Methods : After AGE modification of porcine retinas (n=20) with 25-mM glycolaldehyde, retinas were treated with FAOD (3.84 U/mL) or inactive mutant enzyme. AGEs were quantified by Maillard-type AF measurements (excitation 365 nm, emission 390–700 nm) by microspectrometry. Sections of three donor eyes with AMD (Biobank Antwerp, Belgium, ID: BE 71030031000) were treated with FAOD or PBS. Biochemically selective visualizations of Drüsen were compared by Fourier transform (FT)-Near Infrared (NIR) transmission microspectra (12,000 to 4000 cm−1). Spectral data were analyzed by principal component and partial least squares-discriminant analysis. Mixtures containing AGEs were digested with FAOD (3.83 U/L) and subjected to gel permeation chromatography, ultra-high performance liquid chromatography, high-resolution mass spectrometry (HR-MS) and tandem MS fragmentation.

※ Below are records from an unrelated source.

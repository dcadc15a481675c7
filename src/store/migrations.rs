//! Version-tracked database migrations for the run ledger.
//!
//! Each migration has a version number and SQL. `run_migrations()` checks
//! the current version and applies only the new ones sequentially.
//! A ledger created by an earlier deployment without the `_migrations`
//! table (threads/messages/runs already present) is detected and seeded at
//! V1 without re-running its DDL.

use libsql::Connection;

use crate::error::DatabaseError;

/// A single migration step.
struct Migration {
    version: i64,
    name: &'static str,
    sql: &'static str,
}

/// All migrations in order. Add new versions to the end.
static MIGRATIONS: &[Migration] = &[
    Migration {
        version: 1,
        name: "initial_schema",
        sql: r#"
            CREATE TABLE IF NOT EXISTS threads (
                id TEXT PRIMARY KEY,
                created_at TEXT NOT NULL
            );

            CREATE TABLE IF NOT EXISTS messages (
                id INTEGER PRIMARY KEY AUTOINCREMENT,
                thread_id TEXT NOT NULL,
                role TEXT NOT NULL,
                content TEXT NOT NULL,
                created_at TEXT NOT NULL
            );

            CREATE TABLE IF NOT EXISTS runs (
                id TEXT PRIMARY KEY,
                thread_id TEXT NOT NULL,
                mode TEXT NOT NULL,
                status TEXT NOT NULL,
                confidence REAL,
                summary TEXT,
                created_at TEXT NOT NULL
            );
        "#,
    },
    Migration {
        version: 2,
        name: "thread_indexes",
        sql: r#"
            CREATE INDEX IF NOT EXISTS idx_messages_thread ON messages(thread_id);
            CREATE INDEX IF NOT EXISTS idx_runs_thread ON runs(thread_id);
            CREATE INDEX IF NOT EXISTS idx_runs_status ON runs(status);
        "#,
    },
];

/// Run all pending migrations against the given connection.
pub async fn run_migrations(conn: &Connection) -> Result<(), DatabaseError> {
    conn.execute(
        "CREATE TABLE IF NOT EXISTS _migrations (
            version INTEGER PRIMARY KEY,
            name TEXT NOT NULL,
            applied_at TEXT NOT NULL DEFAULT (datetime('now'))
        )",
        (),
    )
    .await
    .map_err(|e| DatabaseError::Migration(format!("Failed to create _migrations table: {e}")))?;

    let mut current_version = get_current_version(conn).await?;

    if current_version == 0 && legacy_tables_exist(conn).await? {
        seed_version(conn, 1, "initial_schema").await?;
        current_version = 1;
        tracing::info!("Existing ledger without migration history detected, seeded V1");
    }

    for migration in MIGRATIONS {
        if migration.version > current_version {
            tracing::info!(
                version = migration.version,
                name = migration.name,
                "Applying migration"
            );
            conn.execute_batch(migration.sql).await.map_err(|e| {
                DatabaseError::Migration(format!(
                    "Migration V{} ({}) failed: {e}",
                    migration.version, migration.name
                ))
            })?;
            seed_version(conn, migration.version, migration.name).await?;
        }
    }

    tracing::debug!(
        version = get_current_version(conn).await?,
        "Database migrations complete"
    );
    Ok(())
}

/// Get the highest applied migration version, or 0 if none.
async fn get_current_version(conn: &Connection) -> Result<i64, DatabaseError> {
    let mut rows = conn
        .query("SELECT COALESCE(MAX(version), 0) FROM _migrations", ())
        .await
        .map_err(|e| DatabaseError::Migration(format!("Failed to query migration version: {e}")))?;

    let row = rows
        .next()
        .await
        .map_err(|e| DatabaseError::Migration(format!("Failed to read migration version: {e}")))?;

    match row {
        Some(row) => {
            let version: i64 = row.get(0).map_err(|e| {
                DatabaseError::Migration(format!("Failed to parse migration version: {e}"))
            })?;
            Ok(version)
        }
        None => Ok(0),
    }
}

/// Check if the ledger tables already exist.
async fn legacy_tables_exist(conn: &Connection) -> Result<bool, DatabaseError> {
    let mut rows = conn
        .query(
            "SELECT COUNT(*) FROM sqlite_master WHERE type='table' AND name='runs'",
            (),
        )
        .await
        .map_err(|e| DatabaseError::Query(format!("Failed to check existing tables: {e}")))?;

    let row = rows
        .next()
        .await
        .map_err(|e| DatabaseError::Query(format!("Failed to read table check: {e}")))?;

    match row {
        Some(row) => {
            let count: i64 = row.get(0).unwrap_or(0);
            Ok(count > 0)
        }
        None => Ok(false),
    }
}

/// Insert a version record into `_migrations`.
async fn seed_version(conn: &Connection, version: i64, name: &str) -> Result<(), DatabaseError> {
    conn.execute(
        "INSERT OR IGNORE INTO _migrations (version, name) VALUES (?1, ?2)",
        libsql::params![version, name],
    )
    .await
    .map_err(|e| DatabaseError::Migration(format!("Failed to record migration V{version}: {e}")))?;
    Ok(())
}

#[cfg(test)]
mod tests {
    use super::*;

    async fn test_conn() -> Connection {
        let db = libsql::Builder::new_local(":memory:")
            .build()
            .await
            .unwrap();
        db.connect().unwrap()
    }

    async fn table_exists(conn: &Connection, table: &str) -> bool {
        let mut rows = conn
            .query(
                "SELECT COUNT(*) FROM sqlite_master WHERE type='table' AND name=?1",
                libsql::params![table],
            )
            .await
            .unwrap();
        let row = rows.next().await.unwrap().unwrap();
        let count: i64 = row.get(0).unwrap();
        count == 1
    }

    #[tokio::test]
    async fn migrations_create_all_tables() {
        let conn = test_conn().await;
        run_migrations(&conn).await.unwrap();

        for table in ["threads", "messages", "runs", "_migrations"] {
            assert!(table_exists(&conn, table).await, "Table '{table}' should exist");
        }
    }

    #[tokio::test]
    async fn migrations_are_idempotent() {
        let conn = test_conn().await;
        run_migrations(&conn).await.unwrap();
        run_migrations(&conn).await.unwrap();

        let version = get_current_version(&conn).await.unwrap();
        assert_eq!(version, 2);
    }

    #[tokio::test]
    async fn existing_ledger_is_adopted() {
        let conn = test_conn().await;

        // Ledger created without migration history.
        conn.execute_batch(
            "CREATE TABLE threads (id TEXT PRIMARY KEY, created_at TEXT NOT NULL);
             CREATE TABLE messages (
                id INTEGER PRIMARY KEY AUTOINCREMENT,
                thread_id TEXT NOT NULL,
                role TEXT NOT NULL,
                content TEXT NOT NULL,
                created_at TEXT NOT NULL
             );
             CREATE TABLE runs (
                id TEXT PRIMARY KEY,
                thread_id TEXT NOT NULL,
                mode TEXT NOT NULL,
                status TEXT NOT NULL,
                confidence REAL,
                summary TEXT,
                created_at TEXT NOT NULL
             );
             INSERT INTO runs (id, thread_id, mode, status, created_at)
                VALUES ('r1', 't1', 'operator', 'done', '2026-01-01T00:00:00');",
        )
        .await
        .unwrap();

        run_migrations(&conn).await.unwrap();
        assert_eq!(get_current_version(&conn).await.unwrap(), 2);

        // Existing rows survive.
        let mut rows = conn
            .query("SELECT status FROM runs WHERE id = 'r1'", ())
            .await
            .unwrap();
        let row = rows.next().await.unwrap().unwrap();
        let status: String = row.get(0).unwrap();
        assert_eq!(status, "done");
    }

    #[tokio::test]
    async fn version_tracking() {
        let conn = test_conn().await;
        run_migrations(&conn).await.unwrap();

        let mut rows = conn
            .query("SELECT version, name FROM _migrations ORDER BY version", ())
            .await
            .unwrap();
        let row1 = rows.next().await.unwrap().unwrap();
        assert_eq!(row1.get::<i64>(0).unwrap(), 1);
        assert_eq!(row1.get::<String>(1).unwrap(), "initial_schema");

        let row2 = rows.next().await.unwrap().unwrap();
        assert_eq!(row2.get::<i64>(0).unwrap(), 2);
        assert_eq!(row2.get::<String>(1).unwrap(), "thread_indexes");
    }
}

Results : Glycated porcine retinas showed a significant reduction in AF (43% ± 4%, P=0.001) following FAOD treatment but not FAOD mutant enzyme. FAOD treatment of sections of donor eyes with AMD reduced mean size of Drusen to 45 ± 21 % by NIR microspectroscopy (P<0.005). Hotelling’s plot showed a clear distinction between control- and FAOD treated Drüsen. Almost complete disappearance of Arginine-derived AGEs ornithine, fructosylarginine/glucosylarginine, and imidazolone A as well as lysine-based AGEs fructosyllysine, carboxyethyllysine (CEL) and carboxymethyllysine (CML) from AGE mixtures was observed by chromatography and MS.

Conclusions : On both human and porcine glycolaldehyde-treated retinas, FAOD reduces AF caused by AGEs. On sections of AMD patients, size of drusen decreases after FAOD treatment. FAOD treatment results in breakdown of AGEs, shown by UV fluorescence, NIR microspectroscopy and gel permeation chromatography. Enzymatic digestion of common AGEs reveals a broad spectrum of substrates for FAOD. Deglycation by FAOD is worthwhile exploring as a novel treatment in GA patients.

This abstract was presented at the 2024 ARVO Annual Meeting, held in Seattle, WA, May 5-9, 2024.